Esta nota é uma fala grata e sincera, sobretudo para destacar que o grande desafio do SUS não é meramente de natureza econômica, apesar do desafio do seu financiamento e de sua gestão, que encaminha para o desafio do acesso de qualidade. O acesso pleno e universal, para romper com as filas de espera, requer mais financiamento e mais controle social, mais gestão participativa e participação popular. Já o desafio da qualidade do acesso requer a ampliação dos olhares, que suscita uma formação profissional mais voltada para os territórios e para os direitos humanos, onde a lógica dos determiantes sociais da saúde possa se encontrar com os diversos saberes, linguagens e práticas, com as diversas culturas, em que o olhar científico enxerga respeitosamente o olhar holístico e onde a visão biomédica se olha e se afetiva mais, sai do laborátorio de fazer ciência, pula os muros da academia, supera um corporativismo que só olha para o próprio umbigo e sai as ruas e territórios para se integrar no mesmo abraço comum da saúde que deve se fazer por todos e para todos.

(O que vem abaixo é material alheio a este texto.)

use std::fmt;

use thiserror::Error;

/// A sprite the packer could not fit, reported with its unpadded size.
#[derive(Debug, Clone, PartialEq, Eq)]
pub struct UnplacedSprite {
    pub id: String,
    pub width: u32,
    pub height: u32,
}

impl fmt::Display for UnplacedSprite {
    fn fmt(&self, f: &mut fmt::Formatter<'_>) -> fmt::Result {
        write!(f, "{} ({}x{})", self.id, self.width, self.height)
    }
}

#[derive(Debug, Error)]
pub enum AssetPackError {
    #[error("I/O error: {0}")]
    Io(#[from] std::io::Error),
    #[error("Image error: {0}")]
    Image(#[from] image::ImageError),
    #[error("Invalid input: {0}")]
    InvalidInput(String),
    #[error("Invalid configuration: {0}")]
    InvalidConfig(String),
    #[error(
        "Invalid nine-patch on '{id}': insets top={top} bottom={bottom} left={left} right={right} exceed {width}x{height}"
    )]
    InvalidNinePatch {
        id: String,
        top: u32,
        left: u32,
        right: u32,
        bottom: u32,
        width: u32,
        height: u32,
    },
    #[error("Join '{join}' ({x},{y} {w}x{h}) exceeds its parent '{parent}' ({parent_w}x{parent_h})")]
    JoinOutOfBounds {
        join: String,
        parent: String,
        x: u32,
        y: u32,
        w: u32,
        h: u32,
        parent_w: u32,
        parent_h: u32,
    },
    #[error("Duplicate name '{name}': declared by {first} and {second}")]
    DuplicateName {
        name: String,
        first: String,
        second: String,
    },
    #[error("Join '{join}' refers to missing parent '{parent}'")]
    DanglingJoin { join: String, parent: String },
    #[error("Failed to pack {} sprite(s): {}", .unplaced.len(), list_unplaced(.unplaced))]
    PackingFailure { unplaced: Vec<UnplacedSprite> },
}

fn list_unplaced(unplaced: &[UnplacedSprite]) -> String {
    unplaced
        .iter()
        .map(ToString::to_string)
        .collect::<Vec<_>>()
        .join(", ")
}

pub type Result<T> = std::result::Result<T, AssetPackError>;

A urgência e a emergência do acesso com qualidade precisa ser um desafio comum de todos os cidadãos e cidadãs que têm o SUS como um bem, patrimônio da humanidade. A saúde do Hospital Geral de Fortaleza, na essência do que vi e senti, traduz um caminho que integra desafios, sonhos e lutas, na perspectiva da integralidade que a política de humanização busca objetivar. A mesma luta que demarca nossa posição em favor da efetivação da política municipal (e oxalá também esatdual, como passo seguinte) de educação popular em saúde, vinculada com as práticas integrativas e populares de cuidado.  
Um olha assim, pode até ser um sonho! tomara, oxalá, queira Deus, que os terreiros, que as igrejas, que os movimentos, os sindicatos, as categorias, que os partidos políticos, os gestores e os cidadãos, os doutores e as parteiras, todas as práticas científicas e populares possam anunciar que não é apenas sonho meu!